The elbow injury was always preoperatively analyzed with both X-rays and CT scans; thereafter, each patient was routinely followed up with a radiographic and clinical evaluation at approximately 2 and 6 weeks and then 3, 6, and 12 months postoperatively. Radiographic analysis consisted of simple antero-posterior and lateral x-rays to check for ongoing concentric joint reduction and heterotopic ossification.
The patients were analyzed and asked for any symptoms or discomfort. Each complication or further surgical intervention was regularly collected. During the follow-up period, range of motion (ROM) with a goniometer, pain score (visual analog scale rated from 0 to 10), and functional scores (the Disabilities of the Arm, Shoulder and Hand score, and Mayo Elbow Performance Score, respectively) were recorded as well.10,18
In the present study, as in the previous reports,7,11,15,20,21,25,28 secondary surgery for device removal was not considered a “revision” unless performed for a complication directly caused by the device, such as implant breakage, motion impingement, or symptomatic hardware.
Surgical technique
The patient is placed in supine position with the arm over the chest or on a supporting table. Temporary ischemia is achieved with a sterile tourniquet applied to the upper arm. The skin incision is closely dependent on the bony and ligamentous fixation planned. Care is taken to elevate cutaneous skin flaps deep to the fascia surface. Injuries to the cutaneous nerves are thereby minimized. As the anconeus is exposed, the Kocher interval between the anconeus and the extensor carpi radialis is identified and opened. Then, a subperiosteal dissection is performed from distal to proximal along the radial border of the ulnar crest.
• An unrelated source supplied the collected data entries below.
//! Networking for a classroom session
//!
//! This crate covers everything between the session controller and the
//! wire: presence and signal relaying, the relay frame format, local media
//! tracks and the per-peer negotiation of direct media connections.

pub mod media;
pub mod peer_link;
pub mod presence;
pub mod protocol;
pub mod relay;
pub mod transport;
pub mod webrtc_if;

#[cfg(any(test, feature = "test_utils"))]
pub mod loopback;

pub use media::{LocalMedia, LocalTrack};
pub use peer_link::{LinkEvent, LinkEventSender, PeerLink, RemoteTrack, RetryPolicy};
pub use presence::{PresenceRegistry, RosterChange};
pub use protocol::{RelayFrame, SignalEnvelope, SignalPayload, StateBroadcast, StateEvent};
pub use relay::{Delivery, LocalRelay, PresenceUpdate, RelaySubscription, SignalRelay};
pub use transport::{MediaTransport, TransportEvent, TransportProvider, TransportState};
pub use webrtc_if::WebRtcProvider;

#[cfg(test)]
mod tests {
    mod negotiation_tests;
}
The surgical approach can involve an anconeus flap or, if required, an anconeus triceps lateral flap extending proximally from the dissection.3,2 If necessary, a midline split is made through the triceps muscle and the proper tendon unit down to the tip of the olecranon, preserving the proper medial tendon insertion area in the olecranon footprint.3 The anconeus is raised as a single flap unit and reflected proximally, carefully preserving the ulnar insertion of the lateral collateral ligament (LCL) (Fig. 1 a and b).
Figure 1.
The anconeus flap preparation. (a) The intraoperative pictures show the deep dissection of the surgical approach creating the anconeus flap, and (b) after its elevation, the lateral collateral ligament complex, which is whipstitched.
In the setting of acute trauma, any fractures are initially addressed, and then ligaments are repaired. Capsular and osseous release combined with bone and ligamentous reconstructions are performed in patients with chronic elbow disease. At the end of the procedures, joint stability is assessed carefully throughout full ROM. If residual instability is detected, additional joint stabilization with the IJS is considered. As a matter of fact, the likely need for the IJS is generally considered at the beginning of surgery, as the center of rotation on the lateral capitellum should be left free for the axis pin rather than for an anchor for the lateral ulnar collateral ligament repair. For these reasons, a K-wire is placed in the axis of rotation of the distal humerus when an IJS is supposed to be used. The correct axis of rotation is easily reached with a specific aiming guide. The guide allows the connection of the isometric point on the lateral epicondyle, defined visually and with the help of a centering guide, to another medial point achieved by positioning the axis guide in the trochlear notch. For the most accurate axis recreation, the axis guide must engage as much as possible in the medial trochlear expansion with the largest-sized guide that is suitable for the patient. Varus stress and sometimes extension of proximal release can be necessary to open the joint, creating access for the guide. A fluoroscopy is suggested to confirm the proper K-wire position.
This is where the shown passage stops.